Então, a relação com os amigos contribui de forma marcada para a estruturação e reestruturação cerebral que acontece na relação com os outros, onde o “agir” faz surgir novas redes neuronais que permitem e determinam o desenvolvimento das estruturas de personalidade da pessoa e da construção da sua individualidade. Este processo implica a elaboração de funcionamentos nervosos superiores que vão permitir adoptar novos comportamentos e tornar-se um ser Humano único, com uma organização cerebral única, onde as aprendizagens vão ditar de que forma o desenvolvimento cerebral acontece. Assim se desenvolve a percepção, a resolução de problemas, as funções executivas, a memória e a consciência criando sentidos próprios para a identidade da pessoa.
A relação com os amigos também é importante no sentido de que permite tomar consciência que o outro também é uma pessoa com vontades e desejos próprios e que não são necessariamente iguais aos seus. Que o outro não é apenas um outro físico, mas também é um outro psicológico. Permitem experimentar o facto dos outros colocarem limites também. Tudo isto leva a uma aquisição de consciência do outro e de si próprio na vida e no mundo.

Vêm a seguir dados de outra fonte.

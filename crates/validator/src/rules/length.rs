//! String length rule
//!
//! By default, length is measured in Unicode scalar values (chars).
//! Use [`StringLength::bytes`] for byte-length counting when the input is
//! known to be ASCII.

use crate::error::{ConfigError, ConfigResult};
use crate::foundation::{Property, Rule, TextValue, ValidationError, ValidationResult, render_message};
use std::borrow::Cow;

// ============================================================================
// LENGTH MODE
// ============================================================================

/// How to count string length.
#[derive(Debug, Clone, Copy, PartialEq, Eq, Hash, Default)]
pub enum LengthMode {
    /// Count bytes (fastest, ASCII-only correct).
    Bytes,
    /// Count Unicode scalar values (correct for all text).
    #[default]
    Chars,
}

impl LengthMode {
    /// Measures the length of a string according to this mode.
    #[inline]
    fn measure(self, input: &str) -> usize {
        match self {
            LengthMode::Bytes => input.len(),
            LengthMode::Chars => input.chars().count(),
        }
    }
}

// ============================================================================
// STRING LENGTH
// ============================================================================

/// Validates that a text length lies within `[min, max]`.
///
/// A null value is valid.
///
/// # Examples
///
/// ```rust
/// use keel_validator::foundation::{Property, Rule};
/// use keel_validator::rules::string_length;
///
/// let rule = string_length(2, 4).unwrap();
/// assert!(rule.evaluate(&Property::new("Code", "ab")).is_success());
/// assert!(rule.evaluate(&Property::new("Code", "abcde")).is_failure());
/// assert!(rule.evaluate(&Property::new("Code", &None::<String>)).is_success());
/// ```
#[derive(Debug, Clone, PartialEq, Eq)]
pub struct StringLength {
    min: usize,
    max: usize,
    mode: LengthMode,
    message: Option<Cow<'static, str>>,
}

impl StringLength {
    /// The code carried by this rule's violations.
    pub const CODE: &'static str = "string_length";

    /// Creates the rule, counting chars.
    ///
    /// Returns [`ConfigError::InvalidBounds`] if `max < min`.
    pub fn new(min: usize, max: usize) -> ConfigResult<Self> {
        if max < min {
            return Err(ConfigError::InvalidBounds {
                rule: Self::CODE,
                min: min.to_string(),
                max: max.to_string(),
            });
        }
        Ok(Self {
            min,
            max,
            mode: LengthMode::Chars,
            message: None,
        })
    }

    /// Switches to byte counting.
    #[must_use = "builder methods must be chained or built"]
    pub fn bytes(mut self) -> Self {
        self.mode = LengthMode::Bytes;
        self
    }

    /// Overrides the default message. `{name}` expands to the property name.
    #[must_use = "builder methods must be chained or built"]
    pub fn with_message(mut self, message: impl Into<Cow<'static, str>>) -> Self {
        self.message = Some(message.into());
        self
    }

    /// The lower bound (inclusive).
    pub fn min(&self) -> usize {
        self.min
    }

    /// The upper bound (inclusive).
    pub fn max(&self) -> usize {
        self.max
    }

    /// The counting mode.
    pub fn mode(&self) -> LengthMode {
        self.mode
    }
}

impl<V: TextValue + ?Sized> Rule<V> for StringLength {
    fn evaluate(&self, property: &Property<'_, V>) -> ValidationResult {
        let Some(text) = property.value().as_text() else {
            return ValidationResult::Success;
        };
        let length = self.mode.measure(text);
        if (self.min..=self.max).contains(&length) {
            return ValidationResult::Success;
        }

        let name = property.name();
        let message = render_message(self.message.as_deref(), name, || {
            if self.min == 0 {
                format!("The field {name} must be a string with a maximum length of {}.", self.max)
            } else {
                format!(
                    "The field {name} must be a string with a minimum length of {} and a maximum length of {}.",
                    self.min, self.max
                )
            }
        });
        ValidationResult::failure(
            ValidationError::new(Self::CODE, message, name.to_owned())
                .with_param("min", self.min.to_string())
                .with_param("max", self.max.to_string())
                .with_param("actual", length.to_string()),
        )
    }
}

/// Creates a [`StringLength`] rule over `[min, max]`.
pub fn string_length(min: usize, max: usize) -> ConfigResult<StringLength> {
    StringLength::new(min, max)
}

/// Creates a [`StringLength`] rule with no lower bound.
#[must_use]
pub fn max_length(max: usize) -> StringLength {
    StringLength {
        min: 0,
        max,
        mode: LengthMode::Chars,
        message: None,
    }
}

// ============================================================================
// TESTS
// ============================================================================

#[cfg(test)]
mod tests {
    use super::*;
    use rstest::rstest;

    #[rstest]
    #[case("", false)]
    #[case("ab", true)]
    #[case("abcd", true)]
    #[case("abcde", false)]
    fn test_bounds_are_inclusive(#[case] input: &str, #[case] valid: bool) {
        let rule = string_length(2, 4).unwrap();
        assert_eq!(rule.evaluate(&Property::new("Code", input)).is_success(), valid);
    }

    #[test]
    fn test_inverted_bounds_rejected() {
        assert_eq!(
            string_length(5, 2),
            Err(ConfigError::InvalidBounds {
                rule: "string_length",
                min: "5".to_owned(),
                max: "2".to_owned(),
            })
        );
    }

    #[test]
    fn test_chars_vs_bytes() {
        let chars = string_length(0, 2).unwrap();
        let bytes = string_length(0, 2).unwrap().bytes();
        // "日本" is 2 chars but 6 bytes
        assert!(chars.evaluate(&Property::new("Title", "日本")).is_success());
        assert!(bytes.evaluate(&Property::new("Title", "日本")).is_failure());
    }

    #[test]
    fn test_null_is_valid() {
        let rule = string_length(1, 3).unwrap();
        assert!(rule.evaluate(&Property::new("Title", &None::<String>)).is_success());
        assert!(rule.evaluate(&Property::new("Title", &Some(String::new()))).is_failure());
    }

    #[test]
    fn test_error_params() {
        let error = max_length(3)
            .evaluate(&Property::new("Title", "abcdef"))
            .into_error()
            .unwrap();
        assert_eq!(error.code, "string_length");
        assert_eq!(error.param("actual"), Some("6"));
        assert_eq!(
            error.message,
            "The field Title must be a string with a maximum length of 3."
        );
    }
}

Por isso, a relação de amizade é um espaço de “ensaio” para perceber o mundo como os outros também o percebem e onde as perdas e reencontros acontecem muitas vezes. Reavaliam-se opiniões, comportamentos. Aprende-se e apreende-se. Treina-se a desilusão e a frustração. Todos eles movimentos e contributos fundamentais no desenvolvimento mental das pessoas e na construção da sua identidade.
Como reconhecer uma amizade verdadeira?
O ser Humano é rico em histórias de vida e carências e uma relação de amizade verdadeira implica ter a percepção do outro por inteiro; um outro que é pessoa e que também tem um coração a bater no peito. Como tal, a relação de amizade profunda tem que ser um encontro em que a alegria prevalece. Em que cada um fortalece, faz crescer e desenvolver o outro contribuindo para o bem-estar de ambos. Um ajuda o outro a percorrer um caminho sempre no âmbito da partilha.
A amizade implica descentramento: a pessoa conseguir descentrar-se de si própria e estar emocionalmente disponível para o outro tendo a expectativa válida de que este outro faça o mesmo consigo. Claro que tal obriga muitas vezes a deixar de lado a sua zona de conforto o que significa que a pessoa se expõe mais e que se submete ao olhar crítico do outro. Mas, quando estamos numa amizade que é realmente uma amizade, o que o outro diz, que é na maior parte das vezes dito com o objectivo de ajudar e/ou esclarecer, dí-lo afectuosamente, com afecto, com carinho, com cuidado. Pode dizer algo profundo que vai ter um impacto sério ou que pode até mesmo provocar alguma confusão mental e contrariedade, mas diz isto como quem quer realmente ajudar. E, quem recebe, recebe como a palavra, o interesse e a acção do amigo como uma ajuda válida e importante.
Embora seja difícil definir especificamente a amizade porque ela envolve uma grande cumplicidade entre as pessoas, é uma das relações mais “maduras” que existe. Aqui não há distâncias, não há cobranças, não há características típicas dos amores e da infância. Há, sim, um prazer enorme na companhia do outro e intenções positivas. Ou seja, é uma relação repleta de afectividade intensa fundamentada nas afinidades, nos interesses, nas escolhas, nos gostos e na confiança onde as pessoas sentem um “aconchego afectivo” sem dependência e com respeito pelas diferenças. É querer o bem um do outro acima de qualquer “jogo de cintura”. Por tudo isto, o importante não é a quantidade de amigos que se tem, mas a qualidade das relações de amizade reais e significativas que tem na sua vida.